Last week I closed off by provoking that all the sales system development I had described in the previous three parts of this mini-series has the potential to provide a nice value add for your customer that does not necessarily derive added loyalty and commercial returns.  Now this simply cannot be allowed to happen. The key is in designing  these new innovative functions and value adds in such a way as they provide for Sales Exec visitation at the desired frequency <of the company that employs the Sales Exec>.  You are looking for the “unfair advantage” in this endeavour over the competitor Sales Execs and their employing companies that are still playing the race-to-the-bottom game.  At the most fundamental level, this is the quid pro quo.  The concept sounds like…

“Mr/Mrs customer, I realise you consider that in this type of product/service area, my competitors and I are relatively undifferentiated, and so your main consideration in choosing usually comes down toprice/discount.   I would like to host an entirely different conversation with you about a range of value adds I/we <my company> can deliver on an on-going basis that will elevate our total offer out of the commoditised race to the bottom.  The outcomes of this debate will provide a classic win-win for both of us.  But I need to ask you to be open minded at the outset, as a number of these concepts will challenge the way you think about supplier relationships and also about how you company performs effective.”

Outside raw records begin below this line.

//! Property-based tests for the assignment engine.
//!
//! These verify the structural invariants of solved assignments across
//! randomly generated rosters and preference matrices.

mod common;

use std::collections::HashMap;

use common::STUDENT_BASE;
use proptest::prelude::*;
use proptest::test_runner::TestCaseError;
use rand::SeedableRng;
use rand_chacha::ChaCha8Rng;
use tg_core::engine::{
    solve_assignment, team_bounds, AssignmentInput, EngineError, PreferenceRow, SolveConfig,
    StudentSeat, TeamSlot,
};
use tg_core::models::{AmbitionLevel, Settings};

#[derive(Debug, Clone)]
struct RandomProblem {
    n_students: usize,
    n_projects: usize,
    team_min: u32,
    wing_mask: u64,
    scores: Vec<i64>,
}

fn problem_strategy() -> impl Strategy<Value = RandomProblem> {
    (6..=12usize, 2..=4usize, 2..=4u32, any::<u64>()).prop_flat_map(
        |(n_students, n_projects, team_min, wing_mask)| {
            proptest::collection::vec(1..=5i64, n_students * n_projects).prop_map(
                move |scores| RandomProblem {
                    n_students,
                    n_projects,
                    team_min,
                    wing_mask,
                    scores,
                },
            )
        },
    )
}

fn build(problem: &RandomProblem) -> AssignmentInput {
    let students = (0..problem.n_students)
        .map(|i| StudentSeat {
            id: STUDENT_BASE + i as i64,
            is_wing: problem.wing_mask >> i & 1 == 1,
            level: AmbitionLevel::Unspecified,
        })
        .collect();

    let slots = (1..=problem.n_projects as i64)
        .map(|project_id| TeamSlot {
            id: project_id,
            project_id,
            number: 1,
        })
        .collect();

    let mut answers = Vec::new();
    for s in 0..problem.n_students {
        for p in 0..problem.n_projects {
            answers.push(PreferenceRow {
                student_id: STUDENT_BASE + s as i64,
                project_id: 1 + p as i64,
                score: problem.scores[s * problem.n_projects + p],
            });
        }
    }

    AssignmentInput {
        students,
        slots,
        answers,
        config: SolveConfig::from_settings(&Settings {
            team_min_member: problem.team_min,
            ..Settings::default()
        }),
    }
}

proptest! {
    // Exact solves per case keep this intentionally small.
    #![proptest_config(ProptestConfig::with_cases(16))]

    /// Solved assignments satisfy the structural hard constraints: every
    /// student placed exactly once, team sizes within bounds, the exact
    /// used-instance count, and wing counts differing by at most one
    /// between any two teams.
    #[test]
    fn solved_assignments_respect_the_hard_constraints(problem in problem_strategy()) {
        let input = build(&problem);
        let mut rng = ChaCha8Rng::seed_from_u64(11);

        let solution = match solve_assignment(&input, &mut rng) {
            Ok(solution) => solution,
            // Some rosters genuinely have no feasible split; that is a
            // valid outcome, not a property violation.
            Err(EngineError::Unsolvable(_)) => return Ok(()),
            Err(other) => return Err(TestCaseError::fail(format!("{other}"))),
        };

        // Every student exactly once.
        let mut seen: Vec<i64> = solution.teams.iter().map(|t| t.student_id).collect();
        seen.sort_unstable();
        let deduped = {
            let mut copy = seen.clone();
            copy.dedup();
            copy
        };
        prop_assert_eq!(seen.len(), problem.n_students);
        prop_assert_eq!(deduped.len(), problem.n_students);

        let wing_count = input.students.iter().filter(|s| s.is_wing).count();
        let bounds = team_bounds(
            problem.n_students,
            problem.n_projects,
            wing_count,
            problem.team_min,
        )
        .map_err(|e| TestCaseError::fail(format!("{e}")))?;

        let mut members: HashMap<i64, Vec<i64>> = HashMap::new();
        for team in &solution.teams {
            members.entry(team.project_instance_id).or_default().push(team.student_id);
        }
        prop_assert_eq!(members.len(), bounds.used_instances);

        let mut wing_counts = Vec::new();
        for group in members.values() {
            prop_assert!(group.len() >= bounds.min_members);
            prop_assert!(group.len() <= bounds.max_members);
            let wings = group
                .iter()
                .filter(|id| problem.wing_mask >> (**id - STUDENT_BASE) & 1 == 1)
                .count();
            wing_counts.push(wings);
        }
        if wing_count > 0 {
            let lo = wing_counts.iter().min().copied().unwrap_or(0);
            let hi = wing_counts.iter().max().copied().unwrap_or(0);
            prop_assert!(hi - lo <= 1, "wing counts {:?}", wing_counts);
        }
    }

    /// Permuting student identities while keeping their preference rows
    /// attached yields the same objective value.
    #[test]
    fn objective_is_invariant_under_identity_permutation(problem in problem_strategy()) {
        let input = build(&problem);
        let mut reversed = input.clone();
        reversed.students.reverse();

        let mut rng = ChaCha8Rng::seed_from_u64(5);
        match (
            solve_assignment(&input, &mut rng),
            solve_assignment(&reversed, &mut rng),
        ) {
            (Ok(a), Ok(b)) => {
                prop_assert!(
                    (a.stats.objective - b.stats.objective).abs() < 1e-6,
                    "{} vs {}",
                    a.stats.objective,
                    b.stats.objective
                );
            }
            (Err(EngineError::Unsolvable(_)), Err(EngineError::Unsolvable(_))) => {}
            (a, b) => {
                return Err(TestCaseError::fail(format!(
                    "diverging outcomes: {:?} vs {:?}",
                    a.map(|s| s.stats.objective),
                    b.map(|s| s.stats.objective)
                )));
            }
        }
    }

    /// Two runs over identical inputs reach identical objectives.
    #[test]
    fn repeated_solves_are_deterministic(problem in problem_strategy()) {
        let input = build(&problem);
        let first = solve_assignment(&input, &mut ChaCha8Rng::seed_from_u64(1));
        let second = solve_assignment(&input, &mut ChaCha8Rng::seed_from_u64(99));
        match (first, second) {
            (Ok(a), Ok(b)) => {
                prop_assert!((a.stats.objective - b.stats.objective).abs() < 1e-9);
            }
            (Err(EngineError::Unsolvable(_)), Err(EngineError::Unsolvable(_))) => {}
            (a, b) => {
                return Err(TestCaseError::fail(format!(
                    "diverging outcomes: {:?} vs {:?}",
                    a.map(|s| s.stats.objective),
                    b.map(|s| s.stats.objective)
                )));
            }
        }
    }
}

How does this deliver on my promise of conversion to added customer loyalty and commercial returns in your sales system environment?  Twofold…

  • The developed tasks/initiatives can be written into your company – to – company referred supplier agreements  <off-setting product/service downward pressure on price>
  • They should be designed and positioned in such a way as elevate the Sales exec role into a “program director” … Which should provide for visit frequency at the desired rate and with the “unfair advantage”

Come back next week: “Position in market”… an underdone piece of analysis in plotting your sales team optimisation


Want to learn more? Check out ‘The Challenger Sale = Brilliant for your sales systems…BUT… there is a missing piece (part three)’.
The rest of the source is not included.